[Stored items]

- - - - - - -

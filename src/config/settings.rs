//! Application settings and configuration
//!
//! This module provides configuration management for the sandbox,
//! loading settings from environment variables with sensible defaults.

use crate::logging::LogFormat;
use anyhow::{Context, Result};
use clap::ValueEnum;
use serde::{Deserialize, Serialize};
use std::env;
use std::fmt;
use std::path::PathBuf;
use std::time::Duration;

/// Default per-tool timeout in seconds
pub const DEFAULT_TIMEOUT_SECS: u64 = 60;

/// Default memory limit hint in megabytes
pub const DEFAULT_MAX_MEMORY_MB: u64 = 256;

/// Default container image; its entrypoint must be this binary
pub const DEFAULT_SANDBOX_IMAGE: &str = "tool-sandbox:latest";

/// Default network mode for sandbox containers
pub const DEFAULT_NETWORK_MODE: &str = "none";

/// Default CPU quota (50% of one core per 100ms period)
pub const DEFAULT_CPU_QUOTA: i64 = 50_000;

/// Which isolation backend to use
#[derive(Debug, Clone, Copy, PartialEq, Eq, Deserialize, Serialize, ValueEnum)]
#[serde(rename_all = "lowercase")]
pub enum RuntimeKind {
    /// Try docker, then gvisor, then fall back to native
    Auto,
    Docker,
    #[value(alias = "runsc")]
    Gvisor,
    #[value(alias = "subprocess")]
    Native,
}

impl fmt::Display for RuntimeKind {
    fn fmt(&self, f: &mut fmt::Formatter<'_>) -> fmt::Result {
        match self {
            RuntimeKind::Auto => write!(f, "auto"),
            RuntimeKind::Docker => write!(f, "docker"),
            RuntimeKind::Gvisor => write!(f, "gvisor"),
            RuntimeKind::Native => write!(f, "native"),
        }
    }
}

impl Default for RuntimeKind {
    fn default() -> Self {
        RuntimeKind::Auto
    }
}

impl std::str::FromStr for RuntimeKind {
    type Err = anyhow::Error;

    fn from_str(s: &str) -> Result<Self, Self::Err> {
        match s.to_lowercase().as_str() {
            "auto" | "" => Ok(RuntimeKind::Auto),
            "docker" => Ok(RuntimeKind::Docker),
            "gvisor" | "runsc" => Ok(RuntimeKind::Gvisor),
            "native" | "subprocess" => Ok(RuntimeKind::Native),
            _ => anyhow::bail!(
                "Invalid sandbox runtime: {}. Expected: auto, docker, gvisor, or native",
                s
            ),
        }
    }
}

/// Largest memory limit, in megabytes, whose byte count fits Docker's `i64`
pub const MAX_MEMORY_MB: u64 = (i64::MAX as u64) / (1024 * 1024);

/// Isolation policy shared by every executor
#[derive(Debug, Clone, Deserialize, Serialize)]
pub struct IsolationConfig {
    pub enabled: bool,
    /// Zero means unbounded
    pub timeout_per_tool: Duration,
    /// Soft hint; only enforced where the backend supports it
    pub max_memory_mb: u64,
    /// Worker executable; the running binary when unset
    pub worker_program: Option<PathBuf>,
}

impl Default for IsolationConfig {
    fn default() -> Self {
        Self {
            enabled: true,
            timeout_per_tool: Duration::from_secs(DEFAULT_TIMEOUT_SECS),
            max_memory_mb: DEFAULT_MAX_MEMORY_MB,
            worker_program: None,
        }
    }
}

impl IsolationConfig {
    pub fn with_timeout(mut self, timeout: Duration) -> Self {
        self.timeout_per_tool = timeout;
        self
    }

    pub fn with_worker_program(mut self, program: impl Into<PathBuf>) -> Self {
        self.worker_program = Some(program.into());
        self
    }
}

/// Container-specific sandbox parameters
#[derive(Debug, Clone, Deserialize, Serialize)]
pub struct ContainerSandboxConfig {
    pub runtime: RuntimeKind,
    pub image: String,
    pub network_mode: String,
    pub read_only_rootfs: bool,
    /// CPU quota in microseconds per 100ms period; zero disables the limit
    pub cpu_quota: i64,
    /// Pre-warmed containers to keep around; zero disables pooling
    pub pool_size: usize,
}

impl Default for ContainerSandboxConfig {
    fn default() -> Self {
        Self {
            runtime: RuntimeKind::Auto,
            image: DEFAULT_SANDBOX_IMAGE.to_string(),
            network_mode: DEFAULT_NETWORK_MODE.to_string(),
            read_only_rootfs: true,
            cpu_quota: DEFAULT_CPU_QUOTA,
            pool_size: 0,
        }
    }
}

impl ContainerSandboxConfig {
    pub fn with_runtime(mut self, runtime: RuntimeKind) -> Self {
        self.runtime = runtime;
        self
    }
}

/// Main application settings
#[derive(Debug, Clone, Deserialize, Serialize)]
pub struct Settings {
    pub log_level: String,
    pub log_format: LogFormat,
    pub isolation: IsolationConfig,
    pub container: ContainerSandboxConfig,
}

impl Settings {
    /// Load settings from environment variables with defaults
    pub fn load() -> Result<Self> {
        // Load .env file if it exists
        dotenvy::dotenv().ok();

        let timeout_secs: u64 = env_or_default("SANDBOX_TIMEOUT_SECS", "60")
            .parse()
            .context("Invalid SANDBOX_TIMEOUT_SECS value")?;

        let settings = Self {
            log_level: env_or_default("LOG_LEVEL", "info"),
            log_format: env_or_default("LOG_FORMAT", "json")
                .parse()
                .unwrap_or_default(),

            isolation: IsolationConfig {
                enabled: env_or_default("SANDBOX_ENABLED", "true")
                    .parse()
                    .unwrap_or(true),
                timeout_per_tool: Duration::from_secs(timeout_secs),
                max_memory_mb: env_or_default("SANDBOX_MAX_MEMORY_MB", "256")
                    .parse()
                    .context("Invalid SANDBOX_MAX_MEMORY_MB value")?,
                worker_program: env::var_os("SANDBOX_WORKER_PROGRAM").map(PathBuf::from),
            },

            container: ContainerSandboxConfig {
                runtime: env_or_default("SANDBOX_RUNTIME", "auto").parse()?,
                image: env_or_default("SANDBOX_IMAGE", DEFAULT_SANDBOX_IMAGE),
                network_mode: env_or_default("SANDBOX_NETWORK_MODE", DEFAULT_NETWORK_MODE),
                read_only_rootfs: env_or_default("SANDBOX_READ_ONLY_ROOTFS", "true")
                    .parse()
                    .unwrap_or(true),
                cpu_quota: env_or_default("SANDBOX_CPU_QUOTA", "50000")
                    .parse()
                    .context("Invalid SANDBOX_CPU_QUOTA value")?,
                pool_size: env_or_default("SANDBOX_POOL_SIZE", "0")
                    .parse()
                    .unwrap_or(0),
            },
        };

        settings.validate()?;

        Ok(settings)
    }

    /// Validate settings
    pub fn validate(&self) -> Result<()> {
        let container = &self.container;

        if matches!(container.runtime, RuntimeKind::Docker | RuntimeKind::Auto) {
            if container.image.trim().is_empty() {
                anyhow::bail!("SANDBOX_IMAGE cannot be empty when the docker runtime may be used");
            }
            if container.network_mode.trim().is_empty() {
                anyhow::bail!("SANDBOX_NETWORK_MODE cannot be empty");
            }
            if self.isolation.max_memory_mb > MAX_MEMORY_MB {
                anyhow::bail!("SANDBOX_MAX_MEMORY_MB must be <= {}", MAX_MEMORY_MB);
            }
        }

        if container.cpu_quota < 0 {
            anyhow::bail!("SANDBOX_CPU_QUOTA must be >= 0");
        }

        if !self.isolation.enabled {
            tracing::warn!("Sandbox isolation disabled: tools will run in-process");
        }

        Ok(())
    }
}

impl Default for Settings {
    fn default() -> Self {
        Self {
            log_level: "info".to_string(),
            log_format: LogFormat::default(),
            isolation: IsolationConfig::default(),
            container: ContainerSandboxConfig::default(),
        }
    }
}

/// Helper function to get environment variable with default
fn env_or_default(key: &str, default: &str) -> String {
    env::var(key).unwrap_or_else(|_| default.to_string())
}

- - - - - - -

Work to be completed:
Among the records above, only the lines between the line holding "pub fn with_timeout(mut" and the line holding "pub fn with_runtime(mut", inclusive, are to be output, exactly as written.

Reply to the task:
    pub fn with_timeout(mut self, timeout: Duration) -> Self {
        self.timeout_per_tool = timeout;
        self
    }

    pub fn with_worker_program(mut self, program: impl Into<PathBuf>) -> Self {
        self.worker_program = Some(program.into());
        self
    }
}

/// Container-specific sandbox parameters
#[derive(Debug, Clone, Deserialize, Serialize)]
pub struct ContainerSandboxConfig {
    pub runtime: RuntimeKind,
    pub image: String,
    pub network_mode: String,
    pub read_only_rootfs: bool,
    /// CPU quota in microseconds per 100ms period; zero disables the limit
    pub cpu_quota: i64,
    /// Pre-warmed containers to keep around; zero disables pooling
    pub pool_size: usize,
}

impl Default for ContainerSandboxConfig {
    fn default() -> Self {
        Self {
            runtime: RuntimeKind::Auto,
            image: DEFAULT_SANDBOX_IMAGE.to_string(),
            network_mode: DEFAULT_NETWORK_MODE.to_string(),
            read_only_rootfs: true,
            cpu_quota: DEFAULT_CPU_QUOTA,
            pool_size: 0,
        }
    }
}

impl ContainerSandboxConfig {
    pub fn with_runtime(mut self, runtime: RuntimeKind) -> Self {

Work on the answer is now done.